In contrast to losses in the lowlands, the models predicted an increase of FDis at the lower mid-elevations (1000–2000 m) of the gradient. This suggests that there is a high potential for species immigration at these elevations, in particular at the margins of the functional trait space. A major factor driving this trend is the projected upslope dispersal of lowland species in response to global warming15,52. Upslope dispersal potentially causes the immigration of functionally specialized species (that currently are very rare or absent from higher elevations) to the lower mid-elevations. Examples include the Oilbird (Steatornis caripensis), which is among the species with the most pointed wings, and the White-throated Toucan (Ramphastos tucanus), which is among the birds with the largest tarsus and bill lengths. The immigration of such species is likely to cause a pronounced change in FDis between current and projected future assemblages at these elevations, since these species occupy distinct positions in the functional trait space. In addition, FDis can also increase due to an increase in the occurrence probability of species with specialized morphologies that are already present in the current assemblages. Examples include the Razor-billed Curassow (Mitu tuberosum) and Ivory-billed Aracari (Pteroglossus azara) that are currently present at the mid-elevations, but were projected to have increasing probabilities of occurrence under projected future climate.
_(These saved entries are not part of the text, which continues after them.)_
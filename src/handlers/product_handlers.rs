//! HTTP handlers for the product screens.
//!
//! Screens are rendered as JSON documents. Successful form submissions answer
//! with a `303 See Other` redirect; invalid ones re-render the form with a
//! `422` and the collected field errors.

use crate::{
    errors::{AppError, AppResult},
    models::{
        product::Product,
        view_models::{CreateViewModel, DeleteView, EditViewModel, FormData, FormView, UploadedFile},
    },
    repositories::Repository,
    services::file_store::FileStore,
    state::AppState,
};
use axum::{
    Json,
    extract::{Multipart, Path, State},
    http::StatusCode,
    response::{IntoResponse, Redirect, Response},
};
use tracing::{debug, info, warn};

/// Multipart field carrying the image file.
const IMAGE_FIELD: &str = "image";

const INDEX_PATH: &str = "/Product";

/// GET `/Product` — list every product.
pub async fn index(State(state): State<AppState>) -> AppResult<Json<Vec<Product>>> {
    let products = state.products.get_all().await?;
    Ok(Json(products))
}

/// GET `/Product/Details/{id}`
pub async fn details(
    State(state): State<AppState>,
    Path(id): Path<i64>,
) -> AppResult<Json<Product>> {
    let product = state
        .products
        .get(id)
        .await?
        .ok_or_else(|| AppError::product_not_found(id))?;
    Ok(Json(product))
}

/// GET `/Product/Create` — empty form.
pub async fn create_form() -> Json<FormView<CreateViewModel>> {
    Json(FormView::new(CreateViewModel::default()))
}

/// POST `/Product/Create`
///
/// Stores the uploaded image (if any) before inserting the product. When the
/// insert fails the freshly stored image is removed again.
pub async fn create_product(
    State(state): State<AppState>,
    multipart: Multipart,
) -> AppResult<Response> {
    let (model, errors) = CreateViewModel::bind(read_form(multipart).await?);
    if !errors.is_empty() {
        debug!("create form rejected: {:?}", errors);
        return Ok(render_invalid(FormView::with_errors(model, errors)));
    }

    let image = match &model.image {
        Some(upload) => Some(state.images.store(upload).await?),
        None => None,
    };

    let created = match state.products.add(model.into_product(image.clone())).await {
        Ok(created) => created,
        Err(err) => {
            if let Some(name) = &image {
                remove_image(&state.images, name).await;
            }
            return Err(err.into());
        }
    };

    info!(
        "created product {} `{}` (image: {:?})",
        created.id, created.name, created.image
    );
    Ok(Redirect::to(&format!("/Product/Details/{}", created.id)).into_response())
}

/// GET `/Product/Edit/{id}` — form pre-filled from the stored product.
pub async fn edit_form(
    State(state): State<AppState>,
    Path(id): Path<i64>,
) -> AppResult<Json<FormView<EditViewModel>>> {
    let product = state
        .products
        .get(id)
        .await?
        .ok_or_else(|| AppError::product_not_found(id))?;
    Ok(Json(FormView::new(EditViewModel::from(product))))
}

/// POST `/Product/Edit` — the product id comes from the form body.
///
/// Without a new upload the stored image is kept. With one, the new file is
/// stored first and the previously recorded file is removed only once the
/// update went through.
pub async fn edit_product(
    State(state): State<AppState>,
    multipart: Multipart,
) -> AppResult<Response> {
    let (model, errors) = EditViewModel::bind(read_form(multipart).await?);
    if !errors.is_empty() {
        debug!("edit form for product {} rejected: {:?}", model.id, errors);
        return Ok(render_invalid(FormView::with_errors(model, errors)));
    }

    let mut product = state
        .products
        .get(model.id)
        .await?
        .ok_or_else(|| AppError::product_not_found(model.id))?;
    model.apply_to(&mut product);

    let mut new_image = None;
    let mut replaced_image = None;
    if let Some(upload) = &model.image {
        let stored = state.images.store(upload).await?;
        new_image = Some(stored.clone());
        replaced_image = product.image.replace(stored);
    }

    match state.products.update(product).await {
        Ok(Some(updated)) => {
            if let Some(old) = replaced_image {
                remove_image(&state.images, &old).await;
            }
            info!(
                "updated product {} `{}` (image: {:?})",
                updated.id, updated.name, updated.image
            );
            Ok(Redirect::to(INDEX_PATH).into_response())
        }
        Ok(None) => {
            if let Some(name) = &new_image {
                remove_image(&state.images, name).await;
            }
            Err(AppError::product_not_found(model.id))
        }
        Err(err) => {
            if let Some(name) = &new_image {
                remove_image(&state.images, name).await;
            }
            Err(err.into())
        }
    }
}

/// GET `/Product/Delete/{id}` — confirmation screen.
pub async fn delete_confirm(
    State(state): State<AppState>,
    Path(id): Path<i64>,
) -> AppResult<Json<DeleteView>> {
    let product = state
        .products
        .get(id)
        .await?
        .ok_or_else(|| AppError::product_not_found(id))?;
    Ok(Json(DeleteView {
        product: Some(product),
        error: None,
    }))
}

/// POST `/Product/Delete/{id}`
///
/// A failed delete is logged and the confirmation screen is shown again with
/// a generic message. The product's image file is left on disk.
pub async fn delete_product(State(state): State<AppState>, Path(id): Path<i64>) -> Response {
    match state.products.delete(id).await {
        Ok(()) => {
            info!("deleted product {}", id);
            Redirect::to(INDEX_PATH).into_response()
        }
        Err(err) => {
            warn!("failed to delete product {}: {}", id, err);
            let product = match state.products.get(id).await {
                Ok(product) => product,
                Err(err) => {
                    debug!("could not reload product {} for re-render: {}", id, err);
                    None
                }
            };
            Json(DeleteView {
                product,
                error: Some("The product could not be deleted.".into()),
            })
            .into_response()
        }
    }
}

/// Drain a multipart body into text fields plus the optional image.
///
/// An image part with no filename or no bytes is what a browser sends when
/// the file picker was left empty, so it counts as "no upload".
async fn read_form(mut multipart: Multipart) -> AppResult<FormData> {
    let mut form = FormData::default();

    while let Some(field) = multipart.next_field().await? {
        let name = field.name().unwrap_or("").to_string();
        if name == IMAGE_FIELD {
            let file_name = field.file_name().unwrap_or("").to_string();
            let content_type = field.content_type().map(str::to_string);
            let data = field.bytes().await?;
            if !file_name.is_empty() && !data.is_empty() {
                form.image = Some(UploadedFile {
                    file_name,
                    content_type,
                    data,
                });
            }
        } else {
            let value = field.text().await?;
            form.fields.insert(name, value);
        }
    }

    Ok(form)
}

fn render_invalid<T: serde::Serialize>(view: FormView<T>) -> Response {
    (StatusCode::UNPROCESSABLE_ENTITY, Json(view)).into_response()
}

/// Best-effort removal; failures are logged, never returned.
async fn remove_image(images: &FileStore, name: &str) {
    if let Err(err) = images.delete(name).await {
        warn!("could not remove image {}: {}", name, err);
    }
}
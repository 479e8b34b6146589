//! Persistence gateway: a small generic CRUD contract and its SQLite
//! implementation for products.

pub mod product_repository;

use std::future::Future;
use thiserror::Error;

#[derive(Debug, Error)]
pub enum RepositoryError {
    #[error("record `{0}` not found")]
    NotFound(i64),
    #[error(transparent)]
    Sqlx(#[from] sqlx::Error),
}

pub type RepositoryResult<T> = Result<T, RepositoryError>;

/// CRUD over one entity type keyed by an integer identity.
///
/// Every call is its own unit of work; nothing spans calls.
pub trait Repository<T>: Clone + Send + Sync + 'static {
    /// All records, ordered by identity.
    fn get_all(&self) -> impl Future<Output = RepositoryResult<Vec<T>>> + Send;

    fn get(&self, id: i64) -> impl Future<Output = RepositoryResult<Option<T>>> + Send;

    /// Insert `entity`, ignoring its identity, and return it with the
    /// identity the store assigned.
    fn add(&self, entity: T) -> impl Future<Output = RepositoryResult<T>> + Send;

    /// Overwrite the stored record with the same identity. `None` means no
    /// such record exists.
    fn update(&self, entity: T) -> impl Future<Output = RepositoryResult<Option<T>>> + Send;

    /// Remove a record. Fails with [`RepositoryError::NotFound`] when there
    /// was nothing to remove.
    fn delete(&self, id: i64) -> impl Future<Output = RepositoryResult<()>> + Send;
}
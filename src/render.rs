//! Everything between key actions and the screen.

pub mod service;
pub mod spinner;
pub mod ui;

pub use service::{Dispatcher, GotoTarget, Outcome};
pub use spinner::Spinner;
pub use ui::{ColorTheme, TerminalUI, UIRenderer, ViewState};
//! Per-column printf-style formatting.
//!
//! A [`FormatRule`] is parsed from a template such as `"%8.2f"` or `"[%05d]"`. The
//! conversion letter of its directive decides how the field text is coerced before
//! formatting:
//!
//! | letters             | coercion                               |
//! |---------------------|----------------------------------------|
//! | `b c d i o u X x`   | leading integer of the text            |
//! | `E e f G g`         | leading floating point number          |
//! | `I`                 | integer text grouped by thousands (`s`)|
//! | `s`                 | none                                   |
//!
//! Any failure while formatting yields [`FORMAT_ERROR`] in place of the field.

use crate::error::{ColvError, Result};
use std::fmt;

/// Rendered in place of a field that could not be formatted.
pub const FORMAT_ERROR: &str = "###";

/// Value conversion applied to a field before formatting.
#[derive(Debug, Clone, Copy, PartialEq, Eq)]
pub enum Coercion {
    Integer,
    Float,
    /// Digits grouped with commas, then printed as a string
    Grouped,
    Text,
}

#[derive(Debug, Clone, Copy, Default, PartialEq, Eq)]
struct Flags {
    left: bool,
    zero: bool,
    plus: bool,
    space: bool,
    alt: bool,
}

#[derive(Debug, Clone, PartialEq, Eq)]
struct Directive {
    flags: Flags,
    width: Option<usize>,
    precision: Option<usize>,
    /// `*` width or precision; never satisfiable with a single value
    star: bool,
    conversion: char,
}

#[derive(Debug, Clone, PartialEq, Eq)]
enum Piece {
    Literal(String),
    Directive(Directive),
    /// A `%` sequence with an unknown conversion letter
    Unsupported,
}

/// A printf-style template bound to a column.
#[derive(Debug, Clone, PartialEq, Eq)]
pub struct FormatRule {
    template: String,
    pieces: Vec<Piece>,
    coercion: Coercion,
}

impl FormatRule {
    /// Parse `template`. It must contain at least one conversion directive.
    pub fn parse(template: &str) -> Result<Self> {
        let pieces = parse_pieces(template);
        let first = pieces.iter().find_map(|piece| match piece {
            Piece::Directive(directive) => Some(directive.conversion),
            _ => None,
        });
        let conversion = first.ok_or_else(|| {
            ColvError::invalid_argument(format!("format '{template}' has no conversion directive"))
        })?;

        let coercion = match conversion {
            'b' | 'c' | 'd' | 'i' | 'o' | 'u' | 'X' | 'x' => Coercion::Integer,
            'E' | 'e' | 'f' | 'G' | 'g' => Coercion::Float,
            'I' => Coercion::Grouped,
            _ => Coercion::Text,
        };

        Ok(Self {
            template: template.to_string(),
            pieces,
            coercion,
        })
    }

    pub fn template(&self) -> &str {
        &self.template
    }

    pub fn coercion(&self) -> Coercion {
        self.coercion
    }

    /// Format `field`, or [`FORMAT_ERROR`] when that fails.
    pub fn apply(&self, field: &str) -> String {
        self.try_apply(field)
            .unwrap_or_else(|| FORMAT_ERROR.to_string())
    }

    /// Format `field`; `None` when the template cannot be satisfied with it.
    pub fn try_apply(&self, field: &str) -> Option<String> {
        let mut out = String::new();
        let mut consumed = false;
        for piece in &self.pieces {
            match piece {
                Piece::Literal(text) => out.push_str(text),
                Piece::Unsupported => return None,
                Piece::Directive(directive) => {
                    if consumed || directive.star {
                        return None;
                    }
                    consumed = true;
                    out.push_str(&self.render(directive, field)?);
                }
            }
        }
        Some(out)
    }

    fn render(&self, directive: &Directive, field: &str) -> Option<String> {
        match self.coercion {
            Coercion::Integer => format_integer(directive, leading_integer(field)?),
            Coercion::Float => Some(format_float(directive, leading_float(field))),
            Coercion::Grouped => Some(format_text(directive, &group_thousands(field)?)),
            Coercion::Text => Some(format_text(directive, field)),
        }
    }
}
//! Crossterm polling and mouse wheel coalescing.
//!
//! Wheel ticks arrive in bursts; consecutive ticks in one direction are merged
//! into a single scroll so the line cache moves once per burst.

use crate::error::Result;
use ratatui::crossterm::event::{self, Event, KeyEvent, KeyEventKind, MouseEventKind};
use std::collections::VecDeque;
use std::time::{Duration, Instant};

const BURST_WINDOW: Duration = Duration::from_millis(12);
const WHEEL_LINES: u64 = 3;
const DEFAULT_POLL: Duration = Duration::from_millis(50);

#[derive(Debug, Clone, Copy, PartialEq, Eq)]
pub enum ScrollDirection {
    Up,
    Down,
}

#[derive(Debug, Clone, PartialEq)]
pub enum RawInputEvent {
    Key(KeyEvent),
    Resize { width: u16, height: u16 },
    Scroll { direction: ScrollDirection, lines: u64 },
}

/// Pending wheel burst.
#[derive(Debug, Clone)]
pub struct ScrollBurst {
    window: Duration,
    pending: Option<(ScrollDirection, u64, Instant)>,
}

impl ScrollBurst {
    pub fn new(window: Duration) -> Self {
        Self {
            window,
            pending: None,
        }
    }

    /// Add ticks; a direction change hands back the burst it interrupts.
    pub fn push(
        &mut self,
        direction: ScrollDirection,
        lines: u64,
        now: Instant,
    ) -> Option<(ScrollDirection, u64)> {
        match &mut self.pending {
            Some((dir, total, last)) if *dir == direction => {
                *total = total.saturating_add(lines);
                *last = now;
                None
            }
            _ => {
                let previous = self.take();
                self.pending = Some((direction, lines, now));
                previous
            }
        }
    }

    /// The burst, once no tick arrived for a full window.
    pub fn take_if_quiet(&mut self, now: Instant) -> Option<(ScrollDirection, u64)> {
        match self.pending {
            Some((_, _, last)) if now.duration_since(last) >= self.window => self.take(),
            _ => None,
        }
    }

    pub fn take(&mut self) -> Option<(ScrollDirection, u64)> {
        self.pending.take().map(|(dir, lines, _)| (dir, lines))
    }

    pub fn is_empty(&self) -> bool {
        self.pending.is_none()
    }
}

/// Polls crossterm and queues the events the key state machine cares about.
#[derive(Debug)]
pub struct RawInputCollector {
    burst: ScrollBurst,
    queue: VecDeque<RawInputEvent>,
}

impl Default for RawInputCollector {
    fn default() -> Self {
        Self::new()
    }
}

impl RawInputCollector {
    pub fn new() -> Self {
        Self::with_window(BURST_WINDOW)
    }

    pub fn with_window(window: Duration) -> Self {
        Self {
            burst: ScrollBurst::new(window),
            queue: VecDeque::new(),
        }
    }

    pub fn is_idle(&self) -> bool {
        self.queue.is_empty() && self.burst.is_empty()
    }

    /// Feed an already-read event.
    pub fn push_event(&mut self, event: Event) {
        match event {
            Event::Key(key) if key.kind != KeyEventKind::Release => {
                self.flush_burst();
                self.queue.push_back(RawInputEvent::Key(key));
            }
            Event::Resize(width, height) => {
                self.flush_burst();
                self.queue.push_back(RawInputEvent::Resize { width, height });
            }
            Event::Mouse(mouse) => {
                let direction = match mouse.kind {
                    MouseEventKind::ScrollUp => ScrollDirection::Up,
                    MouseEventKind::ScrollDown => ScrollDirection::Down,
                    _ => return,
                };
                if let Some((direction, lines)) =
                    self.burst.push(direction, WHEEL_LINES, Instant::now())
                {
                    self.queue
                        .push_back(RawInputEvent::Scroll { direction, lines });
                }
            }
            _ => {}
        }
    }

    /// Next queued event or quiet burst, without polling the terminal.
    pub fn next_ready(&mut self) -> Option<RawInputEvent> {
        if let Some(event) = self.queue.pop_front() {
            return Some(event);
        }
        self.burst
            .take_if_quiet(Instant::now())
            .map(|(direction, lines)| RawInputEvent::Scroll { direction, lines })
    }

    /// Wait up to `timeout` for the next event.
    pub fn poll_event(&mut self, timeout: Option<Duration>) -> Result<Option<RawInputEvent>> {
        if let Some(event) = self.next_ready() {
            return Ok(Some(event));
        }
        if event::poll(timeout.unwrap_or(DEFAULT_POLL))? {
            self.push_event(event::read()?);
        }
        Ok(self.next_ready())
    }

    fn flush_burst(&mut self) {
        if let Some((direction, lines)) = self.burst.take() {
            self.queue
                .push_back(RawInputEvent::Scroll { direction, lines });
        }
    }
}

#[cfg(test)]
mod tests {
    use super::*;
    use ratatui::crossterm::event::{KeyCode, KeyModifiers, MouseEvent};

    fn wheel(kind: MouseEventKind) -> Event {
        Event::Mouse(MouseEvent {
            kind,
            column: 0,
            row: 0,
            modifiers: KeyModifiers::NONE,
        })
    }

    #[test]
    fn burst_merges_one_direction() {
        let mut burst = ScrollBurst::new(Duration::from_millis(10));
        let now = Instant::now();
        assert_eq!(burst.push(ScrollDirection::Down, 3, now), None);
        assert_eq!(
            burst.push(ScrollDirection::Down, 3, now + Duration::from_millis(4)),
            None
        );
        assert_eq!(burst.take_if_quiet(now + Duration::from_millis(5)), None);
        assert_eq!(
            burst.take_if_quiet(now + Duration::from_millis(20)),
            Some((ScrollDirection::Down, 6))
        );
        assert!(burst.is_empty());
    }

    #[test]
    fn direction_change_flushes_previous_burst() {
        let mut burst = ScrollBurst::new(Duration::from_millis(10));
        let now = Instant::now();
        burst.push(ScrollDirection::Up, 3, now);
        assert_eq!(
            burst.push(ScrollDirection::Down, 3, now),
            Some((ScrollDirection::Up, 3))
        );
        assert_eq!(burst.take(), Some((ScrollDirection::Down, 3)));
    }

    #[test]
    fn key_press_flushes_pending_wheel_first() {
        let mut collector = RawInputCollector::with_window(Duration::from_secs(60));
        collector.push_event(wheel(MouseEventKind::ScrollDown));
        collector.push_event(Event::Key(KeyEvent::new(
            KeyCode::Char('q'),
            KeyModifiers::NONE,
        )));

        assert_eq!(
            collector.next_ready(),
            Some(RawInputEvent::Scroll {
                direction: ScrollDirection::Down,
                lines: WHEEL_LINES
            })
        );
        assert!(matches!(collector.next_ready(), Some(RawInputEvent::Key(_))));
        assert!(collector.is_idle());
    }

    #[test]
    fn resize_is_queued() {
        let mut collector = RawInputCollector::new();
        collector.push_event(Event::Resize(100, 30));
        assert_eq!(
            collector.next_ready(),
            Some(RawInputEvent::Resize {
                width: 100,
                height: 30
            })
        );
    }
}
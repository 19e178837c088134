//! Checks run on a path before it is opened for viewing.

use crate::error::{ColvError, Result};
use std::fs::File;
use std::path::Path;

/// Make sure `path` names a readable regular file.
///
/// Empty files are accepted: they open as an empty view.
pub fn validate_file_path(path: &Path) -> Result<()> {
    let metadata = match std::fs::metadata(path) {
        Ok(metadata) => metadata,
        Err(e) if e.kind() == std::io::ErrorKind::NotFound => {
            return Err(ColvError::FileNotFound {
                path: path.to_path_buf(),
            })
        }
        Err(e) => return Err(ColvError::file_error("Failed to read file metadata", e)),
    };

    if !metadata.is_file() {
        return Err(ColvError::NotAFile {
            path: path.to_path_buf(),
        });
    }

    File::open(path).map_err(|e| {
        ColvError::file_error(format!("Cannot open {} for reading", path.display()), e)
    })?;

    Ok(())
}

#[cfg(test)]
mod tests {
    use super::*;
    use std::io::Write;
    use tempfile::{NamedTempFile, TempDir};

    #[test]
    fn accepts_regular_files_including_empty() {
        let mut file = NamedTempFile::new().unwrap();
        assert!(validate_file_path(file.path()).is_ok());
        writeln!(file, "a b c").unwrap();
        assert!(validate_file_path(file.path()).is_ok());
    }

    #[test]
    fn rejects_missing_path() {
        let dir = TempDir::new().unwrap();
        let missing = dir.path().join("nope.log");
        assert!(matches!(
            validate_file_path(&missing),
            Err(ColvError::FileNotFound { .. })
        ));
    }

    #[test]
    fn rejects_directories() {
        let dir = TempDir::new().unwrap();
        assert!(matches!(
            validate_file_path(dir.path()),
            Err(ColvError::NotAFile { .. })
        ));
    }
}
A high species turnover in bird assemblages at mid-elevations has been observed previously on tropical mountains (e.g., refs. 4,53). If these changes in species composition concern species with similar functional traits, this could foster redundancy among species as different species might be able to fulfil similar functional roles. When species with similar functional traits occur at different elevations of the Manú gradient, turnover of species driven by climate change could be an important mechanism in maintaining ecosystem functions, such as seed dispersal. Under such a scenario, the immigration of species with similar or new sets of functional traits could compensate for the loss of other species4,54,55. However, upward movements does not only depend on climate, but also on interactions among birds, such as interspecific competition56 or foraging interactions in mixed species flocks57. While knowledge on biotic factors shaping species’ distributions is available for some species, comprehensive information is currently lacking for species-rich tropical systems. In addition, species movements in response to climate change may depend on the availability of food resources58. Currently distributional patterns of birds and plants along this elevational gradient seem to broadly match53,59, while the future upslope dispersal of plants may lag behind that of birds60. Potential asynchronous species’ responses could force bird species immigrating from the lowlands to higher elevations to find new foraging plants58. Although many frugivorous birds tend to be relatively flexible in fruit choice55, the potential for rewiring species interactions, such as those between plants and birds, is not yet sufficiently understood61,62. Therefore, it is not yet fully clear how mid-elevation assemblages of frugivorous birds would re-assemble and to what extent vital seed dispersal functions could be maintained at these elevations in the future.

At the highest elevations close to the Manú tree line, we expected the extinction of certain species from the regional species pool, but all species currently present in the assemblage were projected to persist. This could be a consequence of the wide elevational ranges of species at these elevations. Consistent with Rapoport’s rule63, species in the lowlands tended to have narrow elevational ranges, whereas species at high elevations tended to have wide elevational ranges, covering several elevational levels. This pattern potentially mitigates decreases of FDis at high elevations since highland species are expected to have wide elevational ranges and potentially broad climatic niches, which would make them comparatively robust to future climate change. The Blue-and-yellow Tanager (Thraupis bonariensis), for example, occurs from 1000–3500 m and the Band-tailed Pigeon (Patagioenas fasciata) from 1500–3500 m, which means their current range is wider than the projected temperature shifts of 370 m and 520 m of elevation under RCP 6.0 and RCP 8.5, respectively (Supplementary Table S1).

In current highland assemblages, FDis is low compared to lowland assemblages, which might be a consequence of environmental filtering because only species with certain combinations of traits can persist under harsh environmental conditions4,64. At high elevations, the functional trait space is only sparsely filled and functional redundancy is lower than at lower elevations. Consequently, the increase or decrease in the probability of occurrence of a single species can have a large impact on the FDis of these assemblages. For example, the projected 80% decline in occurrence probability of the Grey-breasted Mountain-toucan (Andigena hypoglauca) would strongly affect FDis as the toucan fulfils a unique functional role in this assemblage. The highest elevation on our gradient (3500 m) coincides with the current tree line65, which might constrain bird movements to higher elevations18. Little functional redundancy and idiosyncratic changes in the species composition of frugivorous bird assemblages may, therefore, lead to unpredictable assemblage dynamics at the tree line of tropical mountains.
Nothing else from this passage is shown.